We have recently found a problem [1] that existed in kernel since 4.14. 
The problem was caused by broken page ref count and led to memory leaking
from one process into another.  The problem was accidentally detected by
studying a dump of one process and noticing that one page contains memory
that should not belong to this process.

There are some other page->_refcount related problems that were recently
fixed: [2], [3] which potentially could also lead to illegal sharing.

In addition to hardening refcount [4] itself, this work is an attempt to
prevent this class of memory corruption issues.

It uses a simple state machine that is independent from regular MM logic
to check for illegal sharing at time pages are inserted and removed from
page tables.

[1] https://lore.kernel.org/all/xr9335nxwc5y.fsf@xxxxxxxxxxxxxxxxxxxxxxxxxxxx
[2] https://lore.kernel.org/all/1582661774-30925-2-git-send-email-akaher@xxxxxxxxxx
[3] https://lore.kernel.org/all/20210622021423.154662-3-mike.kravetz@xxxxxxxxxx
[4] https://lore.kernel.org/all/20211221150140.988298-1-pasha.tatashin@xxxxxxxxxx


This patch (of 4):

There are a few places where we first update the entry in the user page
table, and later change the struct page to indicate that this is anonymous
or file page.

In most places, however, we first configure the page metadata and then
insert entries into the page table.  Page table check, will use the
information from struct page to verify the type of entry is inserted.

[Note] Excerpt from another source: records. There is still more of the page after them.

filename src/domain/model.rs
use serde::{Deserialize, Serialize};
use std::fmt;
use std::path::PathBuf;

/// 已編碼、可直接送進分析服務的圖片
#[derive(Debug, Clone, Serialize, Deserialize)]
pub struct ImageAttachment {
    pub path: PathBuf,
    pub media_type: String,
    /// base64 encoded file bytes
    pub data: String,
    pub size_bytes: u64,
}

#[derive(Debug, Clone)]
pub struct AnalysisRequest {
    pub images: Vec<ImageAttachment>,
    pub prompt: String,
    pub max_tokens: u32,
    /// None uses the client's configured temperature
    pub temperature: Option<f32>,
}

impl AnalysisRequest {
    pub fn text(prompt: impl Into<String>, max_tokens: u32) -> Self {
        Self {
            images: Vec::new(),
            prompt: prompt.into(),
            max_tokens,
            temperature: None,
        }
    }

    pub fn with_temperature(mut self, temperature: f32) -> Self {
        self.temperature = Some(temperature);
        self
    }

    pub fn with_images(mut self, images: Vec<ImageAttachment>) -> Self {
        self.images = images;
        self
    }
}

/// Output of the first stage.
#[derive(Debug, Clone, Serialize, Deserialize)]
pub struct Analysis {
    pub text: String,
    pub structured: Option<serde_json::Value>,
    pub sources: Vec<PathBuf>,
}

/// Output of the second stage: formatted content already written to disk.
#[derive(Debug, Clone, Serialize, Deserialize)]
pub struct Document {
    pub title: String,
    pub content: String,
    /// Page body when it differs from the local file (e.g. without local image links)
    #[serde(default)]
    pub page_content: Option<String>,
    pub artifact_path: Option<String>,
    pub attachments: Vec<PathBuf>,
}

#[derive(Debug, Clone, Serialize, Deserialize)]
pub struct PageDraft {
    pub title: String,
    pub content: String,
    pub attachments: Vec<PathBuf>,
}

impl From<&Document> for PageDraft {
    fn from(document: &Document) -> Self {
        Self {
            title: document.title.clone(),
            content: document
                .page_content
                .clone()
                .unwrap_or_else(|| document.content.clone()),
            attachments: document.attachments.clone(),
        }
    }
}

#[derive(Debug, Clone, PartialEq, Eq, Serialize, Deserialize)]
pub struct PublishedPage {
    pub id: String,
    pub url: String,
    pub version: u64,
}

/// One row of a dashboard listing.
#[derive(Debug, Clone, PartialEq, Serialize, Deserialize)]
pub struct DashboardSummary {
    pub dashboard_id: String,
    pub name: String,
    pub created_time: Option<String>,
    pub last_updated_time: Option<String>,
}

/// 儀表板的原始 API 文件：描述、定義與引用的資料集
#[derive(Debug, Clone, Default, Serialize, Deserialize)]
pub struct DashboardDetails {
    pub dashboard: serde_json::Value,
    pub definition: Option<serde_json::Value>,
    pub datasets: Vec<serde_json::Value>,
}

/// 倉儲查詢結果，欄位順序與查詢一致
#[derive(Debug, Clone, Default, PartialEq, Serialize, Deserialize)]
pub struct QueryResult {
    pub columns: Vec<String>,
    pub rows: Vec<Vec<serde_json::Value>>,
}

impl QueryResult {
    pub fn len(&self) -> usize {
        self.rows.len()
    }

    pub fn is_empty(&self) -> bool {
        self.rows.is_empty()
    }

    pub fn column_index(&self, name: &str) -> Option<usize> {
        self.columns.iter().position(|c| c == name)
    }

    /// Rows as JSON objects keyed by column name.
    pub fn records(&self) -> Vec<serde_json::Map<String, serde_json::Value>> {
        self.rows
            .iter()
            .map(|row| {
                self.columns
                    .iter()
                    .cloned()
                    .zip(row.iter().cloned())
                    .collect()
            })
            .collect()
    }
}

#[derive(Debug, Clone, Copy, PartialEq, Eq, Serialize, Deserialize)]
#[serde(rename_all = "snake_case")]
pub enum Stage {
    Analyze,
    Document,
    Publish,
}

impl Stage {
    pub const ALL: [Stage; 3] = [Stage::Analyze, Stage::Document, Stage::Publish];
}

impl fmt::Display for Stage {
    fn fmt(&self, f: &mut fmt::Formatter<'_>) -> fmt::Result {
        let name = match self {
            Stage::Analyze => "analyze",
            Stage::Document => "document",
            Stage::Publish => "publish",
        };
        f.pad(name)
    }
}

#[derive(Debug, Clone, PartialEq, Eq, Serialize, Deserialize)]
#[serde(tag = "status", content = "detail", rename_all = "snake_case")]
pub enum StageStatus {
    Completed,
    Skipped,
    Failed(String),
    NotAttempted,
}

impl StageStatus {
    pub fn is_success(&self) -> bool {
        matches!(self, StageStatus::Completed | StageStatus::Skipped)
    }
}

#[derive(Debug, Clone, PartialEq, Eq, Serialize, Deserialize)]
pub struct StageReport {
    pub stage: Stage,
    pub status: StageStatus,
}
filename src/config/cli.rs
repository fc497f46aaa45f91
use crate::app::pipelines::dashboard_pipeline::AnalysisMode;
use crate::core::ConfigProvider;
use crate::utils::error::Result;
use crate::utils::validation::{validate_path, Validate};
use clap::Parser;
use serde::{Deserialize, Serialize};

#[derive(Debug, Clone, Serialize, Deserialize, Parser)]
#[command(name = "howto-bot")]
#[command(about = "Generate dashboard user guides from screenshots and publish them to Confluence")]
pub struct CliConfig {
    /// Dashboard screenshots; leave empty to pick from recent images
    pub images: Vec<String>,

    #[arg(long, value_enum, default_value_t = AnalysisMode::Agents)]
    pub mode: AnalysisMode,

    /// Page title; derived from the analysis when omitted
    #[arg(long)]
    pub title: Option<String>,

    #[arg(long, help = "Publish the generated guide to Confluence")]
    pub publish: bool,

    /// Output directory, overrides HOWTO_OUTPUT_DIR
    #[arg(long)]
    pub output_path: Option<String>,

    /// Optional TOML file layered over the environment
    #[arg(short, long)]
    pub config: Option<String>,

    /// Extra directories to scan for recent screenshots
    #[arg(long, value_delimiter = ',')]
    pub scan_dirs: Vec<String>,

    #[arg(long, help = "Validate inputs and show what would run")]
    pub dry_run: bool,

    #[arg(short, long, help = "Enable verbose output")]
    pub verbose: bool,

    #[arg(long, help = "Log process resource usage per stage")]
    pub monitor: bool,

    #[arg(long, help = "Emit logs as JSON")]
    pub log_json: bool,
}

impl CliConfig {
    /// 指令列參數優先於設定檔
    pub fn resolve_output_path(&mut self, settings_output_dir: &str) {
        if self.output_path.is_none() {
            self.output_path = Some(settings_output_dir.to_string());
        }
    }
}

impl ConfigProvider for CliConfig {
    fn output_path(&self) -> &str {
        self.output_path
            .as_deref()
            .unwrap_or(crate::config::settings::DEFAULT_OUTPUT_DIR)
    }

    fn page_title(&self) -> Option<&str> {
        self.title.as_deref()
    }

    fn publish_enabled(&self) -> bool {
        self.publish
    }
}

impl Validate for CliConfig {
    /// Image arguments are checked one by one when loaded, so a bad one is skipped rather than fatal.
    fn validate(&self) -> Result<()> {
        validate_path("output_path", self.output_path())
    }
}
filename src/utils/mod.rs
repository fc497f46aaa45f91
pub mod error;
pub mod logger;
pub mod monitor;
pub mod validation;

Change the order in all places to first update struct page, and later to
update page table.

This means that we first do calls that may change the type of page (anon
or file):

	page_move_anon_rmap
	page_add_anon_rmap
	do_page_add_anon_rmap
	page_add_new_anon_rmap
	page_add_file_rmap
	hugepage_add_anon_rmap
	hugepage_add_new_anon_rmap

And after that do calls that add entries to the page table:

	set_huge_pte_at
	set_pte_at

Link: https://lkml.kernel.org/r/20211221154650.1047963-1-pasha.tatashin@xxxxxxxxxx
Link: https://lkml.kernel.org/r/20211221154650.1047963-2-pasha.tatashin@xxxxxxxxxx
Signed-off-by: Pasha Tatashin <pasha.tatashin@xxxxxxxxxx>
Cc: David Rientjes <rientjes@xxxxxxxxxx>
Cc: Paul Turner <pjt@xxxxxxxxxx>
Cc: Wei Xu <weixugc@xxxxxxxxxx>
Cc: Greg Thelen <gthelen@xxxxxxxxxx>
Cc: Ingo Molnar <mingo@xxxxxxxxxx>
Cc: Jonathan Corbet <corbet@xxxxxxx>
Cc: Will Deacon <will@xxxxxxxxxx>
Cc: Mike Rapoport <rppt@xxxxxxxxxx>
Cc: Kees Cook <keescook@xxxxxxxxxxxx>
Cc: Thomas Gleixner <tglx@xxxxxxxxxxxxx>
Cc: Peter Zijlstra <peterz@xxxxxxxxxxxxx>
Cc: Masahiro Yamada <masahiroy@xxxxxxxxxx>
Cc: Sami Tolvanen <samitolvanen@xxxxxxxxxx>
Cc: Dave Hansen <dave.hansen@xxxxxxxxxxxxxxx>
Cc: Frederic Weisbecker <frederic@xxxxxxxxxx>
Cc: "H. Peter Anvin" <hpa@xxxxxxxxx>
Cc: Aneesh Kumar K.V <aneesh.kumar@xxxxxxxxxxxxx>
Cc: Jiri Slaby <jirislaby@xxxxxxxxxx>
Cc: Muchun Song <songmuchun@xxxxxxxxxxxxx>
Cc: Hugh Dickins <hughd@xxxxxxxxxx>
Signed-off-by: Andrew Morton <akpm@xxxxxxxxxxxxxxxxxxxx>
---

 mm/hugetlb.c  |    6 +++---
 mm/memory.c   |    9 +++++----
 mm/migrate.c  |    5 ++---
 mm/swapfile.c |    4 ++--
 4 files changed, 12 insertions(+), 12 deletions(-)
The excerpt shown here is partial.